Calcium glycinate (1:2)

Administrative data

Endpoint:

acute toxicity: dermal

Type of information:

(Q)SAR

Adequacy of study:

key study

Study period:

2020

Reliability:

1 (reliable without restriction)

Justification for type of information:

Acute dermal toxicity refers to those adverse effects occurring following a single dermal (skin) exposure to the substance within 24 h.
The aim was to estimate the acute toxicity by dermal route of target substance.
2.5.1 Estimation of the biological activity (acute toxicity by dermal route)
The computational simulation was performed based on the read-across approach. The readacross is one of the so-called alternative test methods recommended by REACH, where the predictions are based on the experimental data available for the most similar compounds. The predictions were performed according to the Read-Across Assessment Framework (RAAF), which assumes six different risk assessment scenarios of chemical compounds.
Applied tool:
The OECD QSAR Toolbox, version 4.4
Procedure of analysis:
I. Profiling of the target substance in order to retrieve relevant information related to mechanism of action and observed or simulated metabolites (Appendix 1.5B).
II. Simulation of the (bio)transformation process (in vivo rat simulator) determination of source compounds.
III. Data collection for the transformation products (OECD Toolbox database).
IV. Toxicity prediction for the target substance
V. Category consistency check in order to assess the quality of the prediction
Applied scenario:
Scenario 1
Toxicity prediction for the target substance:
This read-across is based on the fact that target compound undergoes dissociation reaction, it is expected that this will be one of the first reactions to which our target chemical is exposed.
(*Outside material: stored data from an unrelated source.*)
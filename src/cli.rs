//! Command-line interface argument parsing.
//!
//! This module handles all CLI argument parsing using clap,
//! including validation and default values.

use clap::{Parser, Subcommand};
use serde::{Deserialize, Serialize};
use std::path::PathBuf;

/// CoopCheck - chicken health detector demo
///
/// Pick a photo of a bird, watch the (simulated) analysis, and get a
/// diagnosis with recommendations. Results are kept in a local store.
///
/// Examples:
///   coopcheck analyze ./hen.jpg
///   coopcheck history --format markdown
///   coopcheck show analysis_1719671400000_k3j9x0a2b
///   coopcheck delete sample_2 --yes
///   coopcheck init-config
#[derive(Parser, Debug, Clone)]
#[command(author, version, about, long_about = None)]
#[command(propagate_version = true)]
pub struct Args {
    #[command(subcommand)]
    pub command: Command,

    /// Path to configuration file
    ///
    /// If not specified, looks for .coopcheck.toml in the current directory
    #[arg(short, long, value_name = "FILE", global = true)]
    pub config: Option<PathBuf>,

    /// Store file holding past analyses
    #[arg(short, long, value_name = "FILE", env = "COOPCHECK_STORE", global = true)]
    pub store: Option<PathBuf>,

    /// Key the analyses are stored under inside the store file
    #[arg(long, value_name = "KEY", global = true)]
    pub store_key: Option<String>,

    /// Output format (text, markdown, json)
    #[arg(short, long, value_name = "FORMAT", global = true)]
    pub format: Option<OutputFormat>,

    /// Enable verbose logging output
    #[arg(short, long, global = true)]
    pub verbose: bool,

    /// Run in quiet mode (minimal output)
    #[arg(short, long, global = true)]
    pub quiet: bool,
}

#[derive(Subcommand, Debug, Clone)]
pub enum Command {
    /// Analyse an image and store the result
    Analyze {
        /// JPEG or PNG image, at most 5MB
        #[arg(value_name = "IMAGE")]
        image: PathBuf,

        /// Seed for reproducible diagnosis selection
        #[arg(long, value_name = "N")]
        seed: Option<u64>,

        /// Milliseconds between progress stages
        #[arg(long, value_name = "MS")]
        stage_interval_ms: Option<u64>,
    },

    /// List stored analyses, newest first
    History {
        /// Only show analyses with this diagnosis
        #[arg(long, value_name = "DIAGNOSIS")]
        diagnosis: Option<String>,

        /// Show at most this many analyses
        #[arg(long, value_name = "COUNT")]
        limit: Option<usize>,
    },

    /// Show one analysis in detail
    Show {
        /// Analysis id
        id: String,
    },

    /// Delete an analysis
    Delete {
        /// Analysis id
        id: String,

        /// Skip the confirmation prompt
        #[arg(short, long)]
        yes: bool,
    },

    /// Generate a default .coopcheck.toml configuration file
    InitConfig,
}

/// Output format for listings and detail views.
#[derive(
    Debug, Clone, Copy, PartialEq, Eq, Default, clap::ValueEnum, Serialize, Deserialize,
)]
#[serde(rename_all = "lowercase")]
pub enum OutputFormat {
    /// Plain terminal text (default)
    #[default]
    Text,
    /// Markdown format
    Markdown,
    /// JSON format
    Json,
}

impl Args {
    /// Parse command-line arguments.
    pub fn parse_args() -> Self {
        Self::parse()
    }

    /// Stage interval given on the command line, if any.
    pub fn stage_interval_ms(&self) -> Option<u64> {
        match self.command {
            Command::Analyze {
                stage_interval_ms, ..
            } => stage_interval_ms,
            _ => None,
        }
    }

    /// Validate the parsed arguments.
    pub fn validate(&self) -> Result<(), String> {
        // Check for conflicting options
        if self.verbose && self.quiet {
            return Err("Cannot use both --verbose and --quiet".to_string());
        }

        if self.stage_interval_ms() == Some(0) {
            return Err("Stage interval must be at least 1 millisecond".to_string());
        }

        if let Command::History { limit: Some(0), .. } = self.command {
            return Err("Limit must be at least 1".to_string());
        }

        if let Some(ref key) = self.store_key {
            if key.trim().is_empty() {
                return Err("Store key must not be empty".to_string());
            }
        }

        Ok(())
    }

    /// Returns the log level based on verbosity settings.
    pub fn log_level(&self) -> tracing::Level {
        if self.quiet {
            tracing::Level::ERROR
        } else if self.verbose {
            tracing::Level::DEBUG
        } else {
            tracing::Level::INFO
        }
    }
}

#[cfg(test)]
mod tests {
    use super::*;

    fn parse(args: &[&str]) -> Args {
        Args::try_parse_from(args).unwrap()
    }

    #[test]
    fn test_parse_analyze() {
        let args = parse(&["coopcheck", "analyze", "hen.jpg", "--seed", "4"]);
        match args.command {
            Command::Analyze { image, seed, .. } => {
                assert_eq!(image, PathBuf::from("hen.jpg"));
                assert_eq!(seed, Some(4));
            }
            other => panic!("unexpected command: {:?}", other),
        }
    }

    #[test]
    fn test_global_options_after_subcommand() {
        let args = parse(&["coopcheck", "history", "--format", "json", "-s", "x.json"]);
        assert_eq!(args.format, Some(OutputFormat::Json));
        assert_eq!(args.store, Some(PathBuf::from("x.json")));
    }

    #[test]
    fn test_analyze_options_only_on_analyze() {
        assert!(Args::try_parse_from(["coopcheck", "history", "--seed", "4"]).is_err());
        assert!(Args::try_parse_from(["coopcheck", "--stage-interval-ms", "5", "show", "x"]).is_err());
        assert_eq!(parse(&["coopcheck", "history"]).stage_interval_ms(), None);
    }

    #[test]
    fn test_delete_yes_flag() {
        let args = parse(&["coopcheck", "delete", "sample_1", "-y"]);
        assert!(matches!(args.command, Command::Delete { ref id, yes: true } if id == "sample_1"));
    }

    #[test]
    fn test_missing_subcommand_is_error() {
        assert!(Args::try_parse_from(["coopcheck"]).is_err());
    }

    #[test]
    fn test_validation_conflicting_options() {
        let args = parse(&["coopcheck", "-v", "-q", "history"]);
        assert!(args.validate().is_err());
    }

    #[test]
    fn test_validation_zero_interval() {
        let args = parse(&["coopcheck", "analyze", "a.png", "--stage-interval-ms", "0"]);
        assert!(args.validate().is_err());

        let args = parse(&["coopcheck", "analyze", "a.png", "--stage-interval-ms", "5"]);
        assert!(args.validate().is_ok());
        assert_eq!(args.stage_interval_ms(), Some(5));
    }

    #[test]
    fn test_validation_zero_limit() {
        let args = parse(&["coopcheck", "history", "--limit", "0"]);
        assert!(args.validate().is_err());
    }

    #[test]
    fn test_log_level() {
        let mut args = parse(&["coopcheck", "history"]);
        assert_eq!(args.log_level(), tracing::Level::INFO);

        args.verbose = true;
        assert_eq!(args.log_level(), tracing::Level::DEBUG);

        args.verbose = false;
        args.quiet = true;
        assert_eq!(args.log_level(), tracing::Level::ERROR);
    }
}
Thus, the prediction is based on toxicological data of the dissociation products of the target chemical.
The target substance is an organometallic compound containing calcium (Ca) centres, glycine (Gly) ligands. The metallic centres of the substance are linked by oxygen coordination bonds of the Gly ligands. The weak bonds between metallic centres and the oxygen atoms in the compound structure break easily and favour rapid dissociation of the substance into its basic products (Ca(OH)2, Gly±). Glycine is an amino acid which is not considered as toxic compound.
Therefore, the prediction is based only on the Ca(OH)2.
The acute dermal toxicity for the source compound was performed according to:
Test guideline: EU Method B.3 (Acute Toxicity (Dermal))
Endpoint: LD50
Duration: 24h
Test organism: rabbit
The read-across prediction of the acute dermal toxicity for the target substance was performed based on the approach "one to one".

Data source

Materials and methods

Principles of method if other than guideline:

In order to meet regulatory needs, reliability of the predicted results should be assessed. In case of classic quantitative structure-activity relationships (QSAR) modelling, this idea can be realised by analysing whether the predicted value is located within so-called applicability domain. The applicability domain is a theoretical region, defined by the range of toxicity values and structural descriptors for the training compounds, where the predictions may be considered
as realistic ones.10 In a specific case of read-across, the internal consistency of the group of source compounds (called "category" in OECD Toolbox nomenclature, independently which approach: analogue approach or category approach is used). The category consistency check should be based on the parameters describing the structural similarity and/or properties as well
as mechanistic similarity of the tested compounds. For example, all members of the category (analogues as well as target substance) need to have the same functional groups and endpoint specific alerts.
In the case of read-across-based prediction of the gene mutation of the calcium glycine (1:2) monohydrate, the category members are dissociation products of the target compound. Selected physicochemical properties and toxicological endpoint were analysed to assess the consistency of the category. Additionally, for the target and source compounds no structural alerts for endpoint related profiles were found. Due to the chosen scenario, using experimental data of
Ca(OH)2 for predicting biological activity for the target compound was justified.

GLP compliance:

no

Remarks:

QSAR

Test material

Results and discussion

Clinical signs:

other:

Applicant's summary and conclusion

Interpretation of results:

Category 4 based on GHS criteria

Conclusions:

The acute dermal toxicity for the target substance is predicted at level LD50> 2500 mg/kg bdwt

Executive summary:

The target compound undergoes a (bio)transformation into its basic products: Ca(OH)2 and Gly±. Thus, the prediction is based solely on the available toxicological data of the transformation products of the target chemical. Glycine, is an amino acid, which is not considered as toxic compound. The acute dermal toxicity prediction was performed based on the experimental data included in the OECD QSAR Toolbox. Experimental data for acute dermal toxicity study are available for calcium (II) hydroxide, therefore the toxicity was predicted from the source substance (not from structural analogues of source substance).
Experimental data gathered for source substance were obtained with recommended EU Method B.3 and are characterized by a value of LD50 > 2500mg/kg.